Collected data entries
══════

//! SQLite-Implementierung des KundenRepository

use async_trait::async_trait;
use chrono::Utc;
use uuid::Uuid;

use crate::error::{ist_unique_verletzung, DbError};
use crate::models::{KundeRecord, NeuerKunde};
use crate::repository::{DbResult, KundenRepository};
use crate::sqlite::pool::{parse_uuid, parse_zeit, SqliteDb};

const KUNDE_SPALTEN: &str =
    "id, first_name, last_name, email, password_hash, phone, address, created_at, is_active";

#[async_trait]
impl KundenRepository for SqliteDb {
    async fn create_customer(&self, data: NeuerKunde<'_>) -> DbResult<KundeRecord> {
        let id = Uuid::new_v4();
        let now = Utc::now();

        sqlx::query(
            "INSERT INTO customers
               (id, first_name, last_name, email, password_hash, phone, address, created_at, is_active)
             VALUES (?, ?, ?, ?, ?, ?, ?, ?, 1)",
        )
        .bind(id.to_string())
        .bind(data.first_name)
        .bind(data.last_name)
        .bind(data.email)
        .bind(data.password_hash)
        .bind(data.phone)
        .bind(data.address)
        .bind(now.to_rfc3339())
        .execute(&self.pool)
        .await
        .map_err(|e| {
            if ist_unique_verletzung(&e) {
                DbError::Eindeutigkeit(format!("Kunden-E-Mail '{}' bereits vergeben", data.email))
            } else {
                DbError::Sqlx(e)
            }
        })?;

        Ok(KundeRecord {
            id,
            first_name: data.first_name.to_string(),
            last_name: data.last_name.to_string(),
            email: data.email.to_string(),
            password_hash: data.password_hash.to_string(),
            phone: data.phone.map(str::to_string),
            address: data.address.map(str::to_string),
            created_at: now,
            is_active: true,
        })
    }

    async fn find_customer_by_email(&self, email: &str) -> DbResult<Option<KundeRecord>> {
        let sql = format!("SELECT {KUNDE_SPALTEN} FROM customers WHERE email = ? AND is_active = 1");
        let row = sqlx::query(&sql)
            .bind(email)
            .fetch_optional(&self.pool)
            .await?;

        row.map(|r| row_to_kunde(&r)).transpose()
    }

    async fn find_customer_by_id(&self, id: Uuid) -> DbResult<Option<KundeRecord>> {
        let sql = format!("SELECT {KUNDE_SPALTEN} FROM customers WHERE id = ? AND is_active = 1");
        let row = sqlx::query(&sql)
            .bind(id.to_string())
            .fetch_optional(&self.pool)
            .await?;

        row.map(|r| row_to_kunde(&r)).transpose()
    }

    async fn set_customer_active(&self, id: Uuid, aktiv: bool) -> DbResult<bool> {
        // Weicher Loeschvorgang: Zeilen werden nie entfernt
        let affected = sqlx::query("UPDATE customers SET is_active = ? WHERE id = ?")
            .bind(aktiv as i64)
            .bind(id.to_string())
            .execute(&self.pool)
            .await?
            .rows_affected();
        Ok(affected > 0)
    }
}

fn row_to_kunde(row: &sqlx::sqlite::SqliteRow) -> DbResult<KundeRecord> {
    use sqlx::Row as _;

    let id_str: String = row.try_get("id")?;
    let created_at_str: String = row.try_get("created_at")?;
    let is_active: i64 = row.try_get("is_active")?;

    Ok(KundeRecord {
        id: parse_uuid(&id_str, "customers.id")?,
        first_name: row.try_get("first_name")?,
        last_name: row.try_get("last_name")?,
        email: row.try_get("email")?,
        password_hash: row.try_get("password_hash")?,
        phone: row.try_get("phone")?,
        address: row.try_get("address")?,
        created_at: parse_zeit(&created_at_str, "customers.created_at")?,
        is_active: is_active != 0,
    })
}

══════

Exercise details => Write each record out again exactly.

Exercise solution =>
//! SQLite-Implementierung des KundenRepository

use async_trait::async_trait;
use chrono::Utc;
use uuid::Uuid;

use crate::error::{ist_unique_verletzung, DbError};
use crate::models::{KundeRecord, NeuerKunde};
use crate::repository::{DbResult, KundenRepository};
use crate::sqlite::pool::{parse_uuid, parse_zeit, SqliteDb};

const KUNDE_SPALTEN: &str =
    "id, first_name, last_name, email, password_hash, phone, address, created_at, is_active";

#[async_trait]
impl KundenRepository for SqliteDb {
    async fn create_customer(&self, data: NeuerKunde<'_>) -> DbResult<KundeRecord> {
        let id = Uuid::new_v4();
        let now = Utc::now();

        sqlx::query(
            "INSERT INTO customers
               (id, first_name, last_name, email, password_hash, phone, address, created_at, is_active)
             VALUES (?, ?, ?, ?, ?, ?, ?, ?, 1)",
        )
        .bind(id.to_string())
        .bind(data.first_name)
        .bind(data.last_name)
        .bind(data.email)
        .bind(data.password_hash)
        .bind(data.phone)
        .bind(data.address)
        .bind(now.to_rfc3339())
        .execute(&self.pool)
        .await
        .map_err(|e| {
            if ist_unique_verletzung(&e) {
                DbError::Eindeutigkeit(format!("Kunden-E-Mail '{}' bereits vergeben", data.email))
            } else {
                DbError::Sqlx(e)
            }
        })?;

        Ok(KundeRecord {
            id,
            first_name: data.first_name.to_string(),
            last_name: data.last_name.to_string(),
            email: data.email.to_string(),
            password_hash: data.password_hash.to_string(),
            phone: data.phone.map(str::to_string),
            address: data.address.map(str::to_string),
            created_at: now,
            is_active: true,
        })
    }

    async fn find_customer_by_email(&self, email: &str) -> DbResult<Option<KundeRecord>> {
        let sql = format!("SELECT {KUNDE_SPALTEN} FROM customers WHERE email = ? AND is_active = 1");
        let row = sqlx::query(&sql)
            .bind(email)
            .fetch_optional(&self.pool)
            .await?;

        row.map(|r| row_to_kunde(&r)).transpose()
    }

    async fn find_customer_by_id(&self, id: Uuid) -> DbResult<Option<KundeRecord>> {
        let sql = format!("SELECT {KUNDE_SPALTEN} FROM customers WHERE id = ? AND is_active = 1");
        let row = sqlx::query(&sql)
            .bind(id.to_string())
            .fetch_optional(&self.pool)
            .await?;

        row.map(|r| row_to_kunde(&r)).transpose()
    }

    async fn set_customer_active(&self, id: Uuid, aktiv: bool) -> DbResult<bool> {
        // Weicher Loeschvorgang: Zeilen werden nie entfernt
        let affected = sqlx::query("UPDATE customers SET is_active = ? WHERE id = ?")
            .bind(aktiv as i64)
            .bind(id.to_string())
            .execute(&self.pool)
            .await?
            .rows_affected();
        Ok(affected > 0)
    }
}

fn row_to_kunde(row: &sqlx::sqlite::SqliteRow) -> DbResult<KundeRecord> {
    use sqlx::Row as _;

    let id_str: String = row.try_get("id")?;
    let created_at_str: String = row.try_get("created_at")?;
    let is_active: i64 = row.try_get("is_active")?;

    Ok(KundeRecord {
        id: parse_uuid(&id_str, "customers.id")?,
        first_name: row.try_get("first_name")?,
        last_name: row.try_get("last_name")?,
        email: row.try_get("email")?,
        password_hash: row.try_get("password_hash")?,
        phone: row.try_get("phone")?,
        address: row.try_get("address")?,
        created_at: parse_zeit(&created_at_str, "customers.created_at")?,
        is_active: is_active != 0,
    })
}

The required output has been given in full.